The mice were then tested three weeks later, and the researchers discovered that both the mTOR-pathway reactivation and the visual stimulation resulted in modest regrowth of RGC axions, but only to the point of the optic chaiams, where healthy axons leave the optic nerve and begin to go to other parts of the brain. However, the combination of the two approaches caused a substantial number of axons to grow, move beyond the optic chasm, and spread throughout the brain.

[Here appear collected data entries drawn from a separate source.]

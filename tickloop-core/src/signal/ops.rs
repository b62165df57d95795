//! Signal transforms
//!
//! Small tasks that read one or two signals and write a derived value each
//! poll. Register them after the producers of their inputs and before the
//! consumers of their output.

use crate::scheduler::Poll;
use crate::signal::{Flag, Signal};

/// Copies a flag, optionally inverted
///
/// The inversion is itself a flag so it can be switched at run time, for
/// example to support active-low and active-high wiring from one setting.
pub struct Inverter<'a> {
    input: &'a Flag,
    output: &'a Flag,
    invert: &'a Flag,
}

impl<'a> Inverter<'a> {
    pub fn new(input: &'a Flag, output: &'a Flag, invert: &'a Flag) -> Self {
        Self {
            input,
            output,
            invert,
        }
    }
}

impl Poll for Inverter<'_> {
    fn poll(&mut self) {
        self.output.set(self.input.get() ^ self.invert.get());
    }
}

/// `output = a && b`
pub struct AndInputs<'a> {
    a: &'a Flag,
    b: &'a Flag,
    output: &'a Flag,
}

impl<'a> AndInputs<'a> {
    pub fn new(a: &'a Flag, b: &'a Flag, output: &'a Flag) -> Self {
        Self { a, b, output }
    }
}

impl Poll for AndInputs<'_> {
    fn poll(&mut self) {
        self.output.set(self.a.get() && self.b.get());
    }
}

/// `output = a || b`
pub struct OrInputs<'a> {
    a: &'a Flag,
    b: &'a Flag,
    output: &'a Flag,
}

impl<'a> OrInputs<'a> {
    pub fn new(a: &'a Flag, b: &'a Flag, output: &'a Flag) -> Self {
        Self { a, b, output }
    }
}

impl Poll for OrInputs<'_> {
    fn poll(&mut self) {
        self.output.set(self.a.get() || self.b.get());
    }
}

/// Clamps a value into `[min, max]`
///
/// The bounds may be given in either order.
pub struct Constrain<'a, T: Copy + PartialOrd> {
    input: &'a Signal<T>,
    output: &'a Signal<T>,
    min: T,
    max: T,
}

impl<'a, T: Copy + PartialOrd> Constrain<'a, T> {
    pub fn new(input: &'a Signal<T>, output: &'a Signal<T>, a: T, b: T) -> Self {
        let (min, max) = if b < a { (b, a) } else { (a, b) };
        Self {
            input,
            output,
            min,
            max,
        }
    }
}

impl<T: Copy + PartialOrd> Poll for Constrain<'_, T> {
    fn poll(&mut self) {
        let value = self.input.get();
        let value = if value < self.min {
            self.min
        } else if value > self.max {
            self.max
        } else {
            value
        };
        self.output.set(value);
    }
}

/// Linear rescale from `[in_low, in_high]` onto `[out_low, out_high]`
///
/// Inputs outside the range extrapolate. Integer division truncates toward
/// zero and results beyond `i32` saturate.
pub struct Mapper<'a> {
    input: &'a Signal<i32>,
    output: &'a Signal<i32>,
    in_low: i32,
    in_high: i32,
    out_low: i32,
    out_high: i32,
}

impl<'a> Mapper<'a> {
    pub fn new(
        input: &'a Signal<i32>,
        output: &'a Signal<i32>,
        (in_low, in_high): (i32, i32),
        (out_low, out_high): (i32, i32),
    ) -> Self {
        Self {
            input,
            output,
            in_low,
            in_high,
            out_low,
            out_high,
        }
    }

    /// Rescale a single value
    pub fn map(&self, value: i32) -> i32 {
        let in_span = i64::from(self.in_high) - i64::from(self.in_low);
        if in_span == 0 {
            return self.out_low;
        }
        let out_span = i64::from(self.out_high) - i64::from(self.out_low);
        let offset = i64::from(value) - i64::from(self.in_low);
        let scaled = i128::from(offset) * i128::from(out_span) / i128::from(in_span);
        let result = scaled + i128::from(self.out_low);
        result.clamp(i128::from(i32::MIN), i128::from(i32::MAX)) as i32
    }
}

impl Poll for Mapper<'_> {
    fn poll(&mut self) {
        self.output.set(self.map(self.input.get()));
    }
}

/// Picks an option by index, wrapping in both directions
///
/// An index of -1 selects the last option. With no options the output is
/// left alone.
pub struct Chooser<'a, T: Copy> {
    input: &'a Signal<i32>,
    output: &'a Signal<T>,
    options: &'a [T],
}

impl<'a, T: Copy> Chooser<'a, T> {
    pub fn new(input: &'a Signal<i32>, output: &'a Signal<T>, options: &'a [T]) -> Self {
        Self {
            input,
            output,
            options,
        }
    }

    /// Position of `value` among the options, for seeding the index signal
    pub fn index_of(options: &[T], value: T) -> Option<usize>
    where
        T: PartialEq,
    {
        options.iter().position(|&option| option == value)
    }
}

impl<T: Copy> Poll for Chooser<'_, T> {
    fn poll(&mut self) {
        let count = self.options.len() as i64;
        if count == 0 {
            return;
        }
        let index = i64::from(self.input.get()).rem_euclid(count) as usize;
        if let Some(&option) = self.options.get(index) {
            self.output.set(option);
        }
    }
}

While vision was successfully restored, the process is not perfect
The study authors went on to test the vision of the mice, and found that the RGCs were receiving visual input from the damaged eye’s photoreceptor cells and conveying it to the correct areas of the brain . In fact, in one test that simulated the approach of a bird of prey, the eye that had been damaged spotted the predator and the mice took appropriate action.
“Somehow these retinal ganglion cells’ axons retained their own GPS systems. They went to the right places, and they did not go to the wrong places,” Dr. Huberman explained in a statement. In short, the regenerating axons were able to grow, reach the various parts of the brain and managed to re-establish functional links with those areas to effectively restore vision in a once blind eye.
However, the researchers emphasize that the eye was not exactly as good as new. On some tests that required detailed visual discrimination, the mice failed. They pointed out that the axons from a pair of specific RGCs reached their targets, but lacked the molecular labels that would have let them known whether or not axons from other subtypes had done likewise.
Solving this issue will require the scientists to increase the total number of ganglion cell axons that successfully reach and re-establish contact with the correct part of the brain, and to discover some way to engage and assess a greater number of the nearly 30 RGC subtypes, Dr. Huberman, who worked on the study with researchers from the University of California-San Diego, Harvard University and Utah State University, noted. “We’re working on that now,” he added.